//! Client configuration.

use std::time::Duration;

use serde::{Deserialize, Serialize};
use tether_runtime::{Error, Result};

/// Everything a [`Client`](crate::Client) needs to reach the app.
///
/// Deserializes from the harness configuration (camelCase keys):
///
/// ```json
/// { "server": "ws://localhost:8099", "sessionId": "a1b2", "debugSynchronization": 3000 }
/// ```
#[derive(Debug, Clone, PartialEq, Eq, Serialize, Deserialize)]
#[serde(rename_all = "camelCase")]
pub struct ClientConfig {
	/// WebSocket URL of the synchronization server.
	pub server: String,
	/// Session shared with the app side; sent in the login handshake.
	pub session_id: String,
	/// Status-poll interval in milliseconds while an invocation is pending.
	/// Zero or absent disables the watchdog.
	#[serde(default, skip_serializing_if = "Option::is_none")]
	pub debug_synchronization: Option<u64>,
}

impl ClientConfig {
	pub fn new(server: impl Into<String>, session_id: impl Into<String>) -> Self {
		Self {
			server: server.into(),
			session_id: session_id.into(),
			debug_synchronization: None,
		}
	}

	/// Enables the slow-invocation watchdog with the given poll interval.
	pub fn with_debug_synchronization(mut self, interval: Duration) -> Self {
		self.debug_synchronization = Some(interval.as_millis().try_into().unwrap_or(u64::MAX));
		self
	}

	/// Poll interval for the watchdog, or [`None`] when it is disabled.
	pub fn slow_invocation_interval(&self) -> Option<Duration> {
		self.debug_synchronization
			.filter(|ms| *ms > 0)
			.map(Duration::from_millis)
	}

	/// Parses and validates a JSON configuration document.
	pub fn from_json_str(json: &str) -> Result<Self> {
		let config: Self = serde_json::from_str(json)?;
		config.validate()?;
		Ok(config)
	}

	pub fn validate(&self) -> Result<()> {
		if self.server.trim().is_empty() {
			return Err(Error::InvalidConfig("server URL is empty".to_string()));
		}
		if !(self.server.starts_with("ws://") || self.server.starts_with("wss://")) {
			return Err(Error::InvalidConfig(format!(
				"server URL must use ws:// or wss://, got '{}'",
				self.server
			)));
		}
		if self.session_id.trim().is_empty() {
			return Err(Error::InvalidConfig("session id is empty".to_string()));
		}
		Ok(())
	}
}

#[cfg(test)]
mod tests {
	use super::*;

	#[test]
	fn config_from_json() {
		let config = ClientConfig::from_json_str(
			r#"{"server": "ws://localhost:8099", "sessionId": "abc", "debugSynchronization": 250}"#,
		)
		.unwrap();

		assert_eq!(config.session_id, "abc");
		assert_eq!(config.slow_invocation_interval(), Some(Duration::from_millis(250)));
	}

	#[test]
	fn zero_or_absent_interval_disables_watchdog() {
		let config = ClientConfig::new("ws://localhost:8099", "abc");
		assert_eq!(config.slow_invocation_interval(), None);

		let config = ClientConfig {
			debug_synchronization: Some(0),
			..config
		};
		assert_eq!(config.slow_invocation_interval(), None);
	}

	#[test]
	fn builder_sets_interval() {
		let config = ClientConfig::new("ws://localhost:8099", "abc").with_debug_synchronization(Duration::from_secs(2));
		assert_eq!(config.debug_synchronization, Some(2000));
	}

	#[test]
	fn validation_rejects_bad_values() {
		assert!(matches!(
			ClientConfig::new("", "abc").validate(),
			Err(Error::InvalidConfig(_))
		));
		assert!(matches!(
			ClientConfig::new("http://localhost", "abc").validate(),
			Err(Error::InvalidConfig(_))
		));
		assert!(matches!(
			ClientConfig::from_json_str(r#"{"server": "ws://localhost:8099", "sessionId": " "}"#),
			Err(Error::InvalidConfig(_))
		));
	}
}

################

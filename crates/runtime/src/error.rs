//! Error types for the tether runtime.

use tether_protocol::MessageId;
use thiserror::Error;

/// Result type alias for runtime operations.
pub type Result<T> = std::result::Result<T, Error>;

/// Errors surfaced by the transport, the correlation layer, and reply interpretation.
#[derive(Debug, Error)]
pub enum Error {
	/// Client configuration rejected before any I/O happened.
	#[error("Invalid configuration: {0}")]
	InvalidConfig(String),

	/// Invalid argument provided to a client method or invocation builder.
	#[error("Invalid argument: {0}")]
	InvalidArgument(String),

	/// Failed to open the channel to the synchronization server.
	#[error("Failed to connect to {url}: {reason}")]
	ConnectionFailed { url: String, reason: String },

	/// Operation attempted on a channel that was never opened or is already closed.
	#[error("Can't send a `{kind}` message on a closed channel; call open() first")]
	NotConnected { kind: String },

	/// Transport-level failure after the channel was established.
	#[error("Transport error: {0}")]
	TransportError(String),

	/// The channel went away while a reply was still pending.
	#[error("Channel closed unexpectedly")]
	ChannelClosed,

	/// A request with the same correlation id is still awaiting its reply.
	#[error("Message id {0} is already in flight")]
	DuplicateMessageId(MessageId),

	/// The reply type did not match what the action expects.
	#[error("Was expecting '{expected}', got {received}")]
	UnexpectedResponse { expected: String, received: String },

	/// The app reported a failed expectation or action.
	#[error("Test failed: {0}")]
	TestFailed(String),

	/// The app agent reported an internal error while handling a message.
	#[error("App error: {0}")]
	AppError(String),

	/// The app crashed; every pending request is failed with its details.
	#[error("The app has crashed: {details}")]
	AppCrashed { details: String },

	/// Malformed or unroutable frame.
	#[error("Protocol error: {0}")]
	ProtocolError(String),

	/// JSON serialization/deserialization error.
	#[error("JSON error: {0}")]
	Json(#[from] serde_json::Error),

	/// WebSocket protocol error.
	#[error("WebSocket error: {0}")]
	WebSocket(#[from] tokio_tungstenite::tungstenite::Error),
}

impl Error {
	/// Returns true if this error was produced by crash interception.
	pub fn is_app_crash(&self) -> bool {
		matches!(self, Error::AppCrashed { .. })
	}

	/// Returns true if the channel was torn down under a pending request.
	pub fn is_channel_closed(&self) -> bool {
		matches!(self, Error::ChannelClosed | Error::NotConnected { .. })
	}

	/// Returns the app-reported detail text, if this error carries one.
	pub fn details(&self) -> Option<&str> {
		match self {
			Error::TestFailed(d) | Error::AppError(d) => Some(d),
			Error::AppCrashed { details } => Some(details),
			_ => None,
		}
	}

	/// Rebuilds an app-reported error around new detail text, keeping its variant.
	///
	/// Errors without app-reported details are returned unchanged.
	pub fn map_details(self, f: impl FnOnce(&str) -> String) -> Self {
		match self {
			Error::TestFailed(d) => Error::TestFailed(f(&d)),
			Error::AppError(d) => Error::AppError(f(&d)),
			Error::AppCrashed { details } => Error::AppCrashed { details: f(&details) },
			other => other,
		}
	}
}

################

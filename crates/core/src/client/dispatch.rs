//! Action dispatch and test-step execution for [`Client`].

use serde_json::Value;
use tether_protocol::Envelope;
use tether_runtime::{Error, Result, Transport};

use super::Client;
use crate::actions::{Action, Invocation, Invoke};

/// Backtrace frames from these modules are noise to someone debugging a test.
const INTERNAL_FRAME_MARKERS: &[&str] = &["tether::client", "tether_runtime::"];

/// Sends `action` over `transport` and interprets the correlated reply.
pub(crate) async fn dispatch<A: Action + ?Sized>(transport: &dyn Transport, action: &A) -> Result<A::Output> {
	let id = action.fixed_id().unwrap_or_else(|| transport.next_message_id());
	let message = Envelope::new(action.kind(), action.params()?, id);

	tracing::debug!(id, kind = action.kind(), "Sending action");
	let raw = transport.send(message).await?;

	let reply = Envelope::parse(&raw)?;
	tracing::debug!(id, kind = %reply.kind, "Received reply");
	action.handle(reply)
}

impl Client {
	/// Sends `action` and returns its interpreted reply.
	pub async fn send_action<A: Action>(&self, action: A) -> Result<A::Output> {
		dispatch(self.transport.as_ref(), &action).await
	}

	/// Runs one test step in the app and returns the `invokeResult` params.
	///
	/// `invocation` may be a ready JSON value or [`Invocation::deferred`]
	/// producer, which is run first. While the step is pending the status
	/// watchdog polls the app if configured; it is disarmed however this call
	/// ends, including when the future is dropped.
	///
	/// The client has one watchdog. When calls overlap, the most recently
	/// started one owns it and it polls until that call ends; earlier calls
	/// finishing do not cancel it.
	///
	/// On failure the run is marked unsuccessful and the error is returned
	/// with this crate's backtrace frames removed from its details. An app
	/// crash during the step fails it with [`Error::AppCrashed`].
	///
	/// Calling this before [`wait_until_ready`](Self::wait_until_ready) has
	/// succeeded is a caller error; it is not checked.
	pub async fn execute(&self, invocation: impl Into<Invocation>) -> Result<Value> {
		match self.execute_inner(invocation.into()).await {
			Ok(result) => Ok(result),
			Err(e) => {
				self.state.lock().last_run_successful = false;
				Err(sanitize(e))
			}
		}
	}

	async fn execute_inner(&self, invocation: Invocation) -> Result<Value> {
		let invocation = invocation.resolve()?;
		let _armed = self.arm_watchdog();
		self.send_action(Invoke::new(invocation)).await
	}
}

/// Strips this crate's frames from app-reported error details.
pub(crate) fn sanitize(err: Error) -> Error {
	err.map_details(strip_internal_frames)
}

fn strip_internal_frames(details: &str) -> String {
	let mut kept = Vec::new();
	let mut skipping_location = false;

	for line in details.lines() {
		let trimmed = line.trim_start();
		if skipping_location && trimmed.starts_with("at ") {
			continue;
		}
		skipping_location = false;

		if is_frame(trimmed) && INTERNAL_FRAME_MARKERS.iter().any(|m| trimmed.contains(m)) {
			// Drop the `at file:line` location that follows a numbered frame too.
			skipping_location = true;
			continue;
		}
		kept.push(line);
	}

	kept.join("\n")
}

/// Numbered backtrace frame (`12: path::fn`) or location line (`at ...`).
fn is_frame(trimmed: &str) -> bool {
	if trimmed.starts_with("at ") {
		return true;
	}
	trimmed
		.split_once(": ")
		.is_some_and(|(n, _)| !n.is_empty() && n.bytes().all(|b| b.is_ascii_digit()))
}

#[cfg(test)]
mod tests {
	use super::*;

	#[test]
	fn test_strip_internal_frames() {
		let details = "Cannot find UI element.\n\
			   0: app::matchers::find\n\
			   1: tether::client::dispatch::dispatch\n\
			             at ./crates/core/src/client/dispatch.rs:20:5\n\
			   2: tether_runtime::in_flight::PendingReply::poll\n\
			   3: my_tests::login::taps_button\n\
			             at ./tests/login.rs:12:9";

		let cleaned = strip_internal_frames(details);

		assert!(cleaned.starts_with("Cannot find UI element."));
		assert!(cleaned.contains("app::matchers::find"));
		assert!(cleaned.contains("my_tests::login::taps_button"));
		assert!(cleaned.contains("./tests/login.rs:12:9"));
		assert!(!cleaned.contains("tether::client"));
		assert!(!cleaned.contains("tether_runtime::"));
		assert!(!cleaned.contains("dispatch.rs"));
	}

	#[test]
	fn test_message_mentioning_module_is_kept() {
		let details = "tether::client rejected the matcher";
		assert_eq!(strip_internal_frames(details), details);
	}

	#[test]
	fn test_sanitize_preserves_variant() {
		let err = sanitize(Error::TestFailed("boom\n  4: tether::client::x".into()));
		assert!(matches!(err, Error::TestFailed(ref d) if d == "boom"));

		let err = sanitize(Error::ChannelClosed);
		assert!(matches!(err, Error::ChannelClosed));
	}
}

################

» **Your task**
Everything above from the line containing "WebSocket protocol error." down to the line containing "pub fn is_channel_closed(&self)" should be copied exactly, both end lines included, and nothing else.

» **Exercise answer**
	/// WebSocket protocol error.
	#[error("WebSocket error: {0}")]
	WebSocket(#[from] tokio_tungstenite::tungstenite::Error),
}

impl Error {
	/// Returns true if this error was produced by crash interception.
	pub fn is_app_crash(&self) -> bool {
		matches!(self, Error::AppCrashed { .. })
	}

	/// Returns true if the channel was torn down under a pending request.
	pub fn is_channel_closed(&self) -> bool {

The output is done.